I’m having a blast seeing the beautiful scarves and shawls being submitted for our Reader’s Gallery to wrap up 2020. I am also humbled by some of the messages and thankful for our weaving community. See below for the messages sent with the 3 photographs above and scroll down farther to see more entries. There is still time to send your photos for the Gallery and participate in the Giveaway. Entries are due by November 10. —Susan
Janet Medina: This shawl was my first attempt at weaving overshot. I attended a fabulous class taught by Tom Knisely on weaving overshot shawls with several different patterns. This shawl was woven in mercerized cotton in one of my favorite colorways. Over the length of the class, we covered extensive theory about overshot and then spent hours weaving the various patterns. While I know it is not perfect, I felt wonderful and encouraged about what I had accomplished.
Melodie Usher: Weaving is not a choice for me but something I feel compelled to do. Since I inherited my first loom, weaving has been my passion. This pattern is based on the double helix of human DNA. Just like humans, the structure is the same, but differences exist. My trio of scarves is one set of DNA expressed in three ways.
Donna Steir: Every day is a new beginning. Sunrise/sunset—start again, strive to do your best, reach higher, smile brighter, focus on the light.

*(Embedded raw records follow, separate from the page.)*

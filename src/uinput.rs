//! Host input side: each attached panel becomes one `/dev/uinput` device.

use evdevil::{
    event::{Abs, EventType, InputEvent, Key},
    uinput::{AbsSetup, UinputDevice},
    AbsInfo, Bus, InputId, InputProp,
};
use log::{debug, info};
use u810::{Axis, Capabilities, InputError, InputHost, InputSink};

const EV_SYN: u16 = 0x00;
const EV_KEY: u16 = 0x01;
const EV_ABS: u16 = 0x03;
const SYN_REPORT: u16 = 0x00;
const ABS_X: u16 = 0x00;
const ABS_Y: u16 = 0x01;

/// Events of one sample, held until the frame is closed by `SYN_REPORT`.
#[derive(Debug, Default)]
struct Frame {
    events: Vec<(u16, u16, i32)>,
}

impl Frame {
    fn abs(&mut self, axis: Axis, value: i32) {
        let code = match axis {
            Axis::X => ABS_X,
            Axis::Y => ABS_Y,
        };
        self.events.push((EV_ABS, code, value));
    }

    fn touch(&mut self, touching: bool) {
        self.events
            .push((EV_KEY, Key::BTN_TOUCH.raw(), i32::from(touching)));
    }

    fn close(&mut self) -> Vec<InputEvent> {
        self.events.push((EV_SYN, SYN_REPORT, 0));
        self.events
            .drain(..)
            .map(|(ty, code, value)| InputEvent::new(EventType::from_raw(ty), code, value))
            .collect()
    }
}

#[derive(Debug, Default)]
pub struct UinputHost;

impl InputHost for UinputHost {
    type Sink = UinputSink;

    fn register(&mut self, caps: &Capabilities) -> Result<UinputSink, InputError> {
        let bounds = &caps.bounds;
        let axes = [
            AbsSetup::new(
                Abs::X,
                AbsInfo::new(bounds.min_x(), bounds.max_x()).with_fuzz(caps.fuzz),
            ),
            AbsSetup::new(
                Abs::Y,
                AbsInfo::new(bounds.min_y(), bounds.max_y()).with_fuzz(caps.fuzz),
            ),
        ];
        let device = UinputDevice::builder()?
            .with_input_id(InputId::new(
                Bus::USB,
                caps.vendor_id,
                caps.product_id,
                0,
            ))?
            .with_props([InputProp::DIRECT])?
            .with_abs_axes(axes)?
            .with_keys([
                Key::BTN_TOOL_PEN,
                Key::BTN_TOUCH,
                Key::BTN_STYLUS,
                Key::BTN_STYLUS2,
            ])?
            .build(caps.name.as_str())?;

        match device.sysname() {
            Ok(sysname) => info!(
                "{}: registered as {} ({})",
                caps.name,
                sysname.to_string_lossy(),
                caps.phys
            ),
            Err(_) => info!("{}: registered ({})", caps.name, caps.phys),
        }
        Ok(UinputSink {
            device,
            frame: Frame::default(),
        })
    }
}

pub struct UinputSink {
    device: UinputDevice,
    frame: Frame,
}

impl InputSink for UinputSink {
    fn emit_abs(&mut self, axis: Axis, value: i32) -> Result<(), InputError> {
        self.frame.abs(axis, value);
        Ok(())
    }

    fn emit_touch(&mut self, touching: bool) -> Result<(), InputError> {
        self.frame.touch(touching);
        Ok(())
    }

    fn sync(&mut self) -> Result<(), InputError> {
        let events = self.frame.close();
        self.device.write(&events)?;
        Ok(())
    }

    fn unregister(self) {
        debug!("destroying uinput device");
        drop(self.device);
    }
}

#[cfg(test)]
mod tests {
    use super::*;

    #[test]
    fn frame_is_abs_then_touch_then_report() {
        let mut frame = Frame::default();
        frame.abs(Axis::X, 3820);
        frame.abs(Axis::Y, 3920);
        frame.touch(true);
        assert_eq!(
            frame.events,
            vec![
                (EV_ABS, ABS_X, 3820),
                (EV_ABS, ABS_Y, 3920),
                (EV_KEY, Key::BTN_TOUCH.raw(), 1)
            ]
        );
        assert_eq!(frame.close().len(), 4);
        assert!(frame.events.is_empty());
    }

    #[test]
    fn release_is_key_value_zero() {
        let mut frame = Frame::default();
        frame.touch(false);
        assert_eq!(frame.events, vec![(EV_KEY, Key::BTN_TOUCH.raw(), 0)]);
    }
}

Malynda Allen: My favorite wool shawl reminds me that “I can do this!” I wanted to weave a warm shawl from handspun yarn, so I gathered many small skeins, samples, and leftovers from knitting. Then I randomly warped my rigid-heddle loom with my collected handspun yarn. After finishing, I stood back and decided I had a very ugly warp! Through sampling, I chose a lovely teal that greatly improved and unified my odd, leftover warp. Weaving this very sticky, too dense warp in warp-faced plain weave was also a challenge. It took a lot of patience, but I am very pleased with the finished shawl.
Samantha Haring: There’s nothing wrong with a little chaos and a lot of color! A bright and bold shawl always makes for a happy shawl wearer (and weaver!).
Beverly Anglin: Purple, the mark of royalty. Women should be treated with respect as if they were royalty. Be proud, be leaders and mentors, creators and artisans. I love the warm rich tones of purple. It’s a caress that helps creativity and ingenuity flow. Live life with abandon wrapped up in purple!